BEGIN RECORDS FOR THIS EXERCISE
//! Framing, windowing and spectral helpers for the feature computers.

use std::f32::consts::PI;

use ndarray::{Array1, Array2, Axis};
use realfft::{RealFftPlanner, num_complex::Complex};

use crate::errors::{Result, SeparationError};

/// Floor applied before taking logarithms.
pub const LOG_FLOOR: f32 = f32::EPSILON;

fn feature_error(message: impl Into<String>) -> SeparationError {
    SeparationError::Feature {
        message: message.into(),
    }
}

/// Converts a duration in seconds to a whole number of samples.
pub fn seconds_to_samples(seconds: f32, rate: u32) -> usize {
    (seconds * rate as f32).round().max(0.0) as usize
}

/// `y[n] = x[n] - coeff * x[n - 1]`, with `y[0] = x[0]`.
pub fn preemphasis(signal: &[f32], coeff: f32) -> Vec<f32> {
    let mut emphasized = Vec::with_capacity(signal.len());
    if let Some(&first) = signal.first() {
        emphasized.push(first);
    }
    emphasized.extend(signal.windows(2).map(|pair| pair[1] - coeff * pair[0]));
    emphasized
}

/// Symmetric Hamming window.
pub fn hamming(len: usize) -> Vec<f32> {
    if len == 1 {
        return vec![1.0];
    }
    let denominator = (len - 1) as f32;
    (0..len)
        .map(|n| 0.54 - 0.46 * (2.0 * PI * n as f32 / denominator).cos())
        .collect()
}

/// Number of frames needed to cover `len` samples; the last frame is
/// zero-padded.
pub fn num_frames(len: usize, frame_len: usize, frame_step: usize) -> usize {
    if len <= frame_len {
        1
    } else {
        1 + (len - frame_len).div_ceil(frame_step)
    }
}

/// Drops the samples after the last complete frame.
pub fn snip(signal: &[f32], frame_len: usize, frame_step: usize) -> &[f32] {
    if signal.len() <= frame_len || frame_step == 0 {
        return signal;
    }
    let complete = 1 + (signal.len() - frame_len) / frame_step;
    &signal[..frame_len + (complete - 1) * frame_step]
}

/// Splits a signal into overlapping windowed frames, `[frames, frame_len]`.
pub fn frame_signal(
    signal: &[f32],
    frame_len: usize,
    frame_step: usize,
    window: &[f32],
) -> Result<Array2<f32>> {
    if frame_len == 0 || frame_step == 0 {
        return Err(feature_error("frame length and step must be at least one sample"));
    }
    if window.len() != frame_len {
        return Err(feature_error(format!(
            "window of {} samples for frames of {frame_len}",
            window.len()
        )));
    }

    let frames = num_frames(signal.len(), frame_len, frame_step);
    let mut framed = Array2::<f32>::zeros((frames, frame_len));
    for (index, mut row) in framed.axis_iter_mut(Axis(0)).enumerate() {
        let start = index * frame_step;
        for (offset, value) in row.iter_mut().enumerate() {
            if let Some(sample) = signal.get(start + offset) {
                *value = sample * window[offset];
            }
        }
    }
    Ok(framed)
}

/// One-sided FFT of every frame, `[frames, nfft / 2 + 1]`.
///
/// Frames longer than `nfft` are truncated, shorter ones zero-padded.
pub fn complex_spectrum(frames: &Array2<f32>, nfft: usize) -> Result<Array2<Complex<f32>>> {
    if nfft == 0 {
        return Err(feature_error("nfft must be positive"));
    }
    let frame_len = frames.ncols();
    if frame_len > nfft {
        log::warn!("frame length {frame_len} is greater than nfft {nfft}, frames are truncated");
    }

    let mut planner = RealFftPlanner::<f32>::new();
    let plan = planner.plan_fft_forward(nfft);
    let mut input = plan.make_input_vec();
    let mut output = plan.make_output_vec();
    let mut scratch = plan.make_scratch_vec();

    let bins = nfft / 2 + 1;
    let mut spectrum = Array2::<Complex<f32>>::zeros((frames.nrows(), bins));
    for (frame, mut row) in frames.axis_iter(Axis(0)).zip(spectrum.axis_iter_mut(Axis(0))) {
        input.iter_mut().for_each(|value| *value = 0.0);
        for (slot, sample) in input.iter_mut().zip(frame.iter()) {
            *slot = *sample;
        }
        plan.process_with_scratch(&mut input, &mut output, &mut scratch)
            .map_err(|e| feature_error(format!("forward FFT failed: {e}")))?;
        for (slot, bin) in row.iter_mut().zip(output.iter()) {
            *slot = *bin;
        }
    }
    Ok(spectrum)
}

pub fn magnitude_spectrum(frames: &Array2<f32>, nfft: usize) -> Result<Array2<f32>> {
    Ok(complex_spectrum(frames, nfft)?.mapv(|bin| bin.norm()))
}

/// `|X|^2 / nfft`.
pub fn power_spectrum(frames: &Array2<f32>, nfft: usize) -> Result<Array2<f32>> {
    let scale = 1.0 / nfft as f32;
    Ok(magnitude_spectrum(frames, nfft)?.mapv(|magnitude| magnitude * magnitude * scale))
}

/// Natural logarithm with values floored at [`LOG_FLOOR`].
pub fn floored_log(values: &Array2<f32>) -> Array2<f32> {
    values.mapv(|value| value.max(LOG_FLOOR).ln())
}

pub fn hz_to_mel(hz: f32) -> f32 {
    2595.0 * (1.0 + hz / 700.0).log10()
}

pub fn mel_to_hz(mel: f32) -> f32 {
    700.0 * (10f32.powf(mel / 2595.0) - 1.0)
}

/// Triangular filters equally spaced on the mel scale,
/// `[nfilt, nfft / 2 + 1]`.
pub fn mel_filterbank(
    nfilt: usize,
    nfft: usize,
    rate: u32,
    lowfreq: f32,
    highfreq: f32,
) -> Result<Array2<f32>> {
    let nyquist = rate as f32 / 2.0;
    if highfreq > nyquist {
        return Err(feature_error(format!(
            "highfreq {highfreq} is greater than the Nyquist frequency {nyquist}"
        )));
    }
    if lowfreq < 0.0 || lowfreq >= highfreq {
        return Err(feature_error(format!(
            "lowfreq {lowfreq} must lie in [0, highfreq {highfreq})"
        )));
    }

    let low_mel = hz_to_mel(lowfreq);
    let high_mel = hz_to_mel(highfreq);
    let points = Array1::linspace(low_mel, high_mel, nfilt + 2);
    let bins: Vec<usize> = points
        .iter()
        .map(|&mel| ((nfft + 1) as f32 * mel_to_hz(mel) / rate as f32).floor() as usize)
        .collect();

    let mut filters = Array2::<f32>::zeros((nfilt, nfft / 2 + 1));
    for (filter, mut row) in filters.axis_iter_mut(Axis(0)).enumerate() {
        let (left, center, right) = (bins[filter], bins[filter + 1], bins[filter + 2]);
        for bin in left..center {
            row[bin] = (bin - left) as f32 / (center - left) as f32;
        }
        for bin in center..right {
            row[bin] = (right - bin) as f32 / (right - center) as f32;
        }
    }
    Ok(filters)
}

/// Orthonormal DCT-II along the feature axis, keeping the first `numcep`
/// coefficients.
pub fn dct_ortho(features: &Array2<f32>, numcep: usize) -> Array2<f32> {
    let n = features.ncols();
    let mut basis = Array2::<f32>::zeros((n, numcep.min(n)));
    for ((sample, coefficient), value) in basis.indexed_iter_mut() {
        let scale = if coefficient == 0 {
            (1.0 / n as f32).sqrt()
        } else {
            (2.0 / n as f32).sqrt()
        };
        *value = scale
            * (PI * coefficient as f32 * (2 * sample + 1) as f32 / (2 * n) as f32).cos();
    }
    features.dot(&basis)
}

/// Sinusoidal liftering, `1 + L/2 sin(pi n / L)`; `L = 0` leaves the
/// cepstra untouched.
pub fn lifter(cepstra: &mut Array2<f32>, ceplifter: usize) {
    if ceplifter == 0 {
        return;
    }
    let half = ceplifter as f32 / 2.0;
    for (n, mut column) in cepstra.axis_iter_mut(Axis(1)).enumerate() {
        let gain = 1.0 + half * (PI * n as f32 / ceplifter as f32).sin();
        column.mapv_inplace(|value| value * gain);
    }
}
END RECORDS FOR THIS EXERCISE
TASK INSTRUCTIONS:
Type out every record above once more, exactly.

SOLUTION TO THIS EXERCISE:
//! Framing, windowing and spectral helpers for the feature computers.

use std::f32::consts::PI;

use ndarray::{Array1, Array2, Axis};
use realfft::{RealFftPlanner, num_complex::Complex};

use crate::errors::{Result, SeparationError};

/// Floor applied before taking logarithms.
pub const LOG_FLOOR: f32 = f32::EPSILON;

fn feature_error(message: impl Into<String>) -> SeparationError {
    SeparationError::Feature {
        message: message.into(),
    }
}

/// Converts a duration in seconds to a whole number of samples.
pub fn seconds_to_samples(seconds: f32, rate: u32) -> usize {
    (seconds * rate as f32).round().max(0.0) as usize
}

/// `y[n] = x[n] - coeff * x[n - 1]`, with `y[0] = x[0]`.
pub fn preemphasis(signal: &[f32], coeff: f32) -> Vec<f32> {
    let mut emphasized = Vec::with_capacity(signal.len());
    if let Some(&first) = signal.first() {
        emphasized.push(first);
    }
    emphasized.extend(signal.windows(2).map(|pair| pair[1] - coeff * pair[0]));
    emphasized
}

/// Symmetric Hamming window.
pub fn hamming(len: usize) -> Vec<f32> {
    if len == 1 {
        return vec![1.0];
    }
    let denominator = (len - 1) as f32;
    (0..len)
        .map(|n| 0.54 - 0.46 * (2.0 * PI * n as f32 / denominator).cos())
        .collect()
}

/// Number of frames needed to cover `len` samples; the last frame is
/// zero-padded.
pub fn num_frames(len: usize, frame_len: usize, frame_step: usize) -> usize {
    if len <= frame_len {
        1
    } else {
        1 + (len - frame_len).div_ceil(frame_step)
    }
}

/// Drops the samples after the last complete frame.
pub fn snip(signal: &[f32], frame_len: usize, frame_step: usize) -> &[f32] {
    if signal.len() <= frame_len || frame_step == 0 {
        return signal;
    }
    let complete = 1 + (signal.len() - frame_len) / frame_step;
    &signal[..frame_len + (complete - 1) * frame_step]
}

/// Splits a signal into overlapping windowed frames, `[frames, frame_len]`.
pub fn frame_signal(
    signal: &[f32],
    frame_len: usize,
    frame_step: usize,
    window: &[f32],
) -> Result<Array2<f32>> {
    if frame_len == 0 || frame_step == 0 {
        return Err(feature_error("frame length and step must be at least one sample"));
    }
    if window.len() != frame_len {
        return Err(feature_error(format!(
            "window of {} samples for frames of {frame_len}",
            window.len()
        )));
    }

    let frames = num_frames(signal.len(), frame_len, frame_step);
    let mut framed = Array2::<f32>::zeros((frames, frame_len));
    for (index, mut row) in framed.axis_iter_mut(Axis(0)).enumerate() {
        let start = index * frame_step;
        for (offset, value) in row.iter_mut().enumerate() {
            if let Some(sample) = signal.get(start + offset) {
                *value = sample * window[offset];
            }
        }
    }
    Ok(framed)
}

/// One-sided FFT of every frame, `[frames, nfft / 2 + 1]`.
///
/// Frames longer than `nfft` are truncated, shorter ones zero-padded.
pub fn complex_spectrum(frames: &Array2<f32>, nfft: usize) -> Result<Array2<Complex<f32>>> {
    if nfft == 0 {
        return Err(feature_error("nfft must be positive"));
    }
    let frame_len = frames.ncols();
    if frame_len > nfft {
        log::warn!("frame length {frame_len} is greater than nfft {nfft}, frames are truncated");
    }

    let mut planner = RealFftPlanner::<f32>::new();
    let plan = planner.plan_fft_forward(nfft);
    let mut input = plan.make_input_vec();
    let mut output = plan.make_output_vec();
    let mut scratch = plan.make_scratch_vec();

    let bins = nfft / 2 + 1;
    let mut spectrum = Array2::<Complex<f32>>::zeros((frames.nrows(), bins));
    for (frame, mut row) in frames.axis_iter(Axis(0)).zip(spectrum.axis_iter_mut(Axis(0))) {
        input.iter_mut().for_each(|value| *value = 0.0);
        for (slot, sample) in input.iter_mut().zip(frame.iter()) {
            *slot = *sample;
        }
        plan.process_with_scratch(&mut input, &mut output, &mut scratch)
            .map_err(|e| feature_error(format!("forward FFT failed: {e}")))?;
        for (slot, bin) in row.iter_mut().zip(output.iter()) {
            *slot = *bin;
        }
    }
    Ok(spectrum)
}

pub fn magnitude_spectrum(frames: &Array2<f32>, nfft: usize) -> Result<Array2<f32>> {
    Ok(complex_spectrum(frames, nfft)?.mapv(|bin| bin.norm()))
}

/// `|X|^2 / nfft`.
pub fn power_spectrum(frames: &Array2<f32>, nfft: usize) -> Result<Array2<f32>> {
    let scale = 1.0 / nfft as f32;
    Ok(magnitude_spectrum(frames, nfft)?.mapv(|magnitude| magnitude * magnitude * scale))
}

/// Natural logarithm with values floored at [`LOG_FLOOR`].
pub fn floored_log(values: &Array2<f32>) -> Array2<f32> {
    values.mapv(|value| value.max(LOG_FLOOR).ln())
}

pub fn hz_to_mel(hz: f32) -> f32 {
    2595.0 * (1.0 + hz / 700.0).log10()
}

pub fn mel_to_hz(mel: f32) -> f32 {
    700.0 * (10f32.powf(mel / 2595.0) - 1.0)
}

/// Triangular filters equally spaced on the mel scale,
/// `[nfilt, nfft / 2 + 1]`.
pub fn mel_filterbank(
    nfilt: usize,
    nfft: usize,
    rate: u32,
    lowfreq: f32,
    highfreq: f32,
) -> Result<Array2<f32>> {
    let nyquist = rate as f32 / 2.0;
    if highfreq > nyquist {
        return Err(feature_error(format!(
            "highfreq {highfreq} is greater than the Nyquist frequency {nyquist}"
        )));
    }
    if lowfreq < 0.0 || lowfreq >= highfreq {
        return Err(feature_error(format!(
            "lowfreq {lowfreq} must lie in [0, highfreq {highfreq})"
        )));
    }

    let low_mel = hz_to_mel(lowfreq);
    let high_mel = hz_to_mel(highfreq);
    let points = Array1::linspace(low_mel, high_mel, nfilt + 2);
    let bins: Vec<usize> = points
        .iter()
        .map(|&mel| ((nfft + 1) as f32 * mel_to_hz(mel) / rate as f32).floor() as usize)
        .collect();

    let mut filters = Array2::<f32>::zeros((nfilt, nfft / 2 + 1));
    for (filter, mut row) in filters.axis_iter_mut(Axis(0)).enumerate() {
        let (left, center, right) = (bins[filter], bins[filter + 1], bins[filter + 2]);
        for bin in left..center {
            row[bin] = (bin - left) as f32 / (center - left) as f32;
        }
        for bin in center..right {
            row[bin] = (right - bin) as f32 / (right - center) as f32;
        }
    }
    Ok(filters)
}

/// Orthonormal DCT-II along the feature axis, keeping the first `numcep`
/// coefficients.
pub fn dct_ortho(features: &Array2<f32>, numcep: usize) -> Array2<f32> {
    let n = features.ncols();
    let mut basis = Array2::<f32>::zeros((n, numcep.min(n)));
    for ((sample, coefficient), value) in basis.indexed_iter_mut() {
        let scale = if coefficient == 0 {
            (1.0 / n as f32).sqrt()
        } else {
            (2.0 / n as f32).sqrt()
        };
        *value = scale
            * (PI * coefficient as f32 * (2 * sample + 1) as f32 / (2 * n) as f32).cos();
    }
    features.dot(&basis)
}

/// Sinusoidal liftering, `1 + L/2 sin(pi n / L)`; `L = 0` leaves the
/// cepstra untouched.
pub fn lifter(cepstra: &mut Array2<f32>, ceplifter: usize) {
    if ceplifter == 0 {
        return;
    }
    let half = ceplifter as f32 / 2.0;
    for (n, mut column) in cepstra.axis_iter_mut(Axis(1)).enumerate() {
        let gain = 1.0 + half * (PI * n as f32 / ceplifter as f32).sin();
        column.mapv_inplace(|value| value * gain);
    }
}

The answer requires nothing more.